第一种数字寻址:使用明确的行号,1,2,4 来标识需要匹配的行:

[root@centos00 _data]# sed '1s6a6the6g' dts.txt
this is the profession tool on the professionthel plthetform
this is a man on the earth
[root@centos00 _data]# sed '2s6a6the6g' dts.txt
this is a profession tool on the professional platform
this is the mthen on the etherth
[root@centos00 _data]#

第二种使用正则,当然这种方法更为灵活:

[root@centos00 _data]# sed '/platform/s6a6the6g' dts.txt
this is the profession tool on the professionthel plthetform
this is a man on the earth

命令执行:

[root@centos00 _data]# sed '/platform/{
s6a6the6g
s6on6above6g
}' dts.txt
this is the professiabove tool above the professiabovethel plthetform
this is a man on the earth
[root@centos00 _data]# sed '
/platform/ 
{s6a6the6g
s6on6above6g
}' dts.txt
sed: -e expression #1, char 11: unknown command: `
'

[root@centos00 _data]#

单行命令我已经描述过了,但多行命令应用到同一行还是有些不一样。比如{}的闭合就有说法,就像卡波蒂所说,一个标点符号的错位都有可能引起文章句意的不同。这里还是要注意。

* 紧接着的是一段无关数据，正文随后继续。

use serde::{Deserialize, Serialize};
use std::fmt;
use uuid::Uuid;

pub type ConnectionId = Uuid;
pub type UserId = Uuid;
pub type MatchId = Uuid;
pub type RaceTextId = Uuid;

/// Fan-out room name; every match owns exactly one.
pub type RoomId = String;

/// Player counts a queue can target.
pub const ALLOWED_PLAYER_LIMITS: [u8; 2] = [2, 4];
pub const DEFAULT_PLAYER_LIMIT: u8 = 4;

/// Fewest live players a match can start with.
pub const MIN_MATCH_PLAYERS: usize = 2;

#[must_use]
pub fn match_room_id(match_id: &MatchId) -> RoomId {
    format!("match:{match_id}")
}

/// Race difficulty bucket. Unknown input normalizes to [`Difficulty::Easy`].
#[derive(Debug, Clone, Copy, PartialEq, Eq, Hash, Serialize, Deserialize, Default)]
#[serde(rename_all = "SCREAMING_SNAKE_CASE")]
pub enum Difficulty {
    #[default]
    Easy,
    Medium,
    Hard,
}

impl Difficulty {
    pub const ALL: [Self; 3] = [Self::Easy, Self::Medium, Self::Hard];

    #[must_use]
    pub const fn as_str(&self) -> &'static str {
        match self {
            Self::Easy => "EASY",
            Self::Medium => "MEDIUM",
            Self::Hard => "HARD",
        }
    }

    /// Case-insensitive parse; anything unrecognised (or absent) is `Easy`.
    #[must_use]
    pub fn normalize(raw: Option<&str>) -> Self {
        let Some(raw) = raw else {
            return Self::default();
        };
        let wanted = raw.trim().to_ascii_uppercase();
        Self::ALL
            .into_iter()
            .find(|difficulty| difficulty.as_str() == wanted)
            .unwrap_or_default()
    }
}

impl fmt::Display for Difficulty {
    fn fmt(&self, f: &mut fmt::Formatter<'_>) -> fmt::Result {
        f.write_str(self.as_str())
    }
}

/// Normalize a requested player count to one of [`ALLOWED_PLAYER_LIMITS`].
#[must_use]
pub fn normalize_player_limit(raw: Option<f64>) -> u8 {
    raw.filter(|value| value.fract() == 0.0)
        .and_then(|value| {
            ALLOWED_PLAYER_LIMITS
                .into_iter()
                .find(|limit| f64::from(*limit) == value)
        })
        .unwrap_or(DEFAULT_PLAYER_LIMIT)
}

/// Competitive tier derived from tournament points.
#[derive(Debug, Clone, Copy, PartialEq, Eq, PartialOrd, Ord, Hash, Serialize, Deserialize, Default)]
#[serde(rename_all = "SCREAMING_SNAKE_CASE")]
pub enum Tier {
    #[default]
    Bronze,
    Silver,
    Gold,
    Platinum,
    Diamond,
}

impl Tier {
    #[must_use]
    pub const fn from_points(points: i64) -> Self {
        if points >= 900 {
            Self::Diamond
        } else if points >= 500 {
            Self::Platinum
        } else if points >= 250 {
            Self::Gold
        } else if points >= 100 {
            Self::Silver
        } else {
            Self::Bronze
        }
    }
}

/// Why a racer left before finishing.
#[derive(Debug, Clone, Copy, PartialEq, Eq, Hash, Serialize, Deserialize)]
#[serde(rename_all = "snake_case")]
pub enum DropReason {
    LeftMatch,
    Disconnect,
}

impl DropReason {
    #[must_use]
    pub const fn as_str(&self) -> &'static str {
        match self {
            Self::LeftMatch => "left_match",
            Self::Disconnect => "disconnect",
        }
    }
}

impl fmt::Display for DropReason {
    fn fmt(&self, f: &mut fmt::Formatter<'_>) -> fmt::Result {
        f.write_str(self.as_str())
    }
}

/// Final standing of a participant at settlement.
#[derive(Debug, Clone, Copy, PartialEq, Eq, Hash, Serialize, Deserialize)]
#[serde(rename_all = "snake_case")]
pub enum ParticipantStatus {
    Finished,
    TimedOut,
    Forfeited,
}

impl ParticipantStatus {
    /// Sort bucket: finishers first, forfeiters last.
    #[must_use]
    pub const fn rank_bucket(&self) -> u8 {
        match self {
            Self::Finished => 0,
            Self::TimedOut => 1,
            Self::Forfeited => 2,
        }
    }
}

官方文档有篇文章,介绍 sed 是如何工作的,我觉得蛮有意思:

6.1 How sed Works
sed maintains two data buffers: the active pattern space, and the auxiliary hold space. Both are initially empty.

sed operates by performing the following cycle on each line of input: first, sed reads one line from the input stream, removes any trailing newline, and places it in the pattern space. Then commands are executed; each command can have an address associated to it: addresses are a kind of condition code, and a command is only executed if the condition is verified before the command is to be executed.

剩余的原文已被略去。